A DOUTRINA DE NOSSO Senhor Jesus Cristo está repleta de verdades que aos desavisados podem às vezes parecer antagônicas, mas que, entretanto, examinadas com atenção, longe de se desmentirem umas às outras, completam-se reciprocamente, formando uma harmonia maravilhosa. É este o caso, por exemplo, da aparente contradição entre a Justiça e a Caridade divinas.

    Deus é ao mesmo tempo infinitamente Justo e infinitamente Misericordioso. Deus é Amor (1Jo 4,8), mas também é Verdade (Jo 14,6). Se, para compreendermos uma destas Perfeições, fecharmos os olhos à outra,  cairemos em gravíssimo erro. Nosso Senhor, em sua vida terrena, deu tão admiráveis provas de doçura quanto também de severidade, num equilíbrio perfeito. Não pretendamos nunca “corrigir” a Personalidade do Cristo segundo a pequenez das nossas capacidades, ignorando todas as muitas passagens em que Ele nos faz severas advertências e age com a necessária energia, prestando atenção somente àquelas em que nos fala com suavidade e ternura. É isso o que muitos católicos, lamentavelmente em muitos casos incentivados por membros do próprio clero, têm feito ultimamente.
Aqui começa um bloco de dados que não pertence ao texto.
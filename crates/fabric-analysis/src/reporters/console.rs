//! Console reporter: plain-text summary with optional ANSI color.

use std::fmt::Write;

use fabric_core::errors::ReportError;
use fabric_core::types::Severity;

use super::Reporter;
use crate::health::HealthStatus;
use crate::pipeline::AnalysisReport;

/// Issues listed per tier before the rest are elided.
const MAX_ISSUES_PER_TIER: usize = 20;

pub struct ConsoleReporter {
    pub use_color: bool,
}

impl ConsoleReporter {
    pub fn new(use_color: bool) -> Self {
        Self { use_color }
    }

    fn status_symbol(severity: Severity) -> &'static str {
        match severity {
            Severity::Critical => "✗",
            Severity::Warning => "⚠",
            Severity::Info => "ℹ",
            Severity::Ok => "✓",
        }
    }

    fn color_start(&self, severity: Severity) -> &'static str {
        if !self.use_color {
            return "";
        }
        match severity {
            Severity::Critical => "\x1b[31m", // red
            Severity::Warning => "\x1b[33m",  // yellow
            Severity::Info => "\x1b[36m",     // cyan
            Severity::Ok => "\x1b[32m",       // green
        }
    }

    fn color_end(&self) -> &'static str {
        if self.use_color {
            "\x1b[0m"
        } else {
            ""
        }
    }

    fn status_severity(status: HealthStatus) -> Severity {
        match status {
            HealthStatus::Healthy => Severity::Ok,
            HealthStatus::Warning => Severity::Warning,
            HealthStatus::Critical => Severity::Critical,
        }
    }
}

impl Default for ConsoleReporter {
    fn default() -> Self {
        Self::new(true)
    }
}

impl Reporter for ConsoleReporter {
    fn name(&self) -> &'static str {
        "console"
    }

    fn generate(&self, report: &AnalysisReport) -> Result<String, ReportError> {
        let health = &report.health;
        let mut out = String::new();

        out.push_str("╔══════════════════════════════════════════╗\n");
        out.push_str("║          Fabric Health Report            ║\n");
        out.push_str("╚══════════════════════════════════════════╝\n\n");

        let overall = Self::status_severity(health.status);
        writeln!(
            out,
            "{}Score {} / 100  grade {}  {}{}",
            self.color_start(overall),
            health.score,
            health.grade,
            health.status,
            self.color_end()
        )?;
        writeln!(
            out,
            "critical {}  warning {}  info {}\n",
            health.totals.critical, health.totals.warning, health.totals.info
        )?;

        for group in &health.groups {
            writeln!(
                out,
                "{}{} {}{} ({})",
                self.color_start(group.status),
                Self::status_symbol(group.status),
                group.label,
                self.color_end(),
                group.score
            )?;
            for check in report
                .checks
                .iter()
                .filter(|c| group.checks.contains(&c.check_id))
            {
                writeln!(
                    out,
                    "  {} {:<24} {:>5} rows  {} critical  {} warning  {} info",
                    Self::status_symbol(check.status),
                    check.label,
                    check.total_rows,
                    check.critical(),
                    check.warning(),
                    check.info()
                )?;
            }
        }

        if !health.issues.is_empty() {
            out.push_str("\nIssues\n");
            for &tier in &[Severity::Critical, Severity::Warning, Severity::Info] {
                let total = health.issues_with(tier).count();
                for issue in health.issues_with(tier).take(MAX_ISSUES_PER_TIER) {
                    let location = match (&issue.node_name, &issue.port_number) {
                        (Some(node), Some(port)) => format!(" [{node}:{port}]"),
                        (Some(node), None) => format!(" [{node}]"),
                        _ => String::new(),
                    };
                    writeln!(
                        out,
                        "  {}{}{}: {}{}",
                        self.color_start(tier),
                        tier,
                        self.color_end(),
                        issue.description,
                        location
                    )?;
                }
                if total > MAX_ISSUES_PER_TIER {
                    writeln!(out, "  ... {} more {tier}", total - MAX_ISSUES_PER_TIER)?;
                }
            }
        }

        if !report.action_plan.is_empty() {
            out.push_str("\nAction plan\n");
            for item in &report.action_plan {
                writeln!(out, "  {}. [{}] {}", item.priority, item.severity, item.action)?;
            }
        }

        if !report.unrecognized_categories.is_empty() {
            writeln!(
                out,
                "\nUnrecognized categories: {}",
                report.unrecognized_categories.join(", ")
            )?;
        }

        Ok(out)
    }
}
    Nosso Senhor se mostrou perfeito tanto ao curar os enfermos, restituir a visão aos cegos e acolher a pecadora arrependida, com o doce perdão divino, quanto ao repreender com linguagem enérgica os fariseus, e também ao castigar os vendilhões do Templo, chegando a expulsá-los debaixo de chibatadas. Não arranquemos do Santo Evangelho nenhuma destas páginas. Saibamos compreender e adorar as Perfeições de Nosso Senhor assim como elas se revelam, em todos os seus episódios.

    Não nos cabe escolher o que "vale" e o que "não vale" para a nossa vida de fé, como na metáfora do "católico self-service", que escolhe o que gosta da Doutrina e rejeita o que não lhe agrada (via de regra porque não o compreende), dizendo: "Com isto eu concordo, com aquilo não concordo...".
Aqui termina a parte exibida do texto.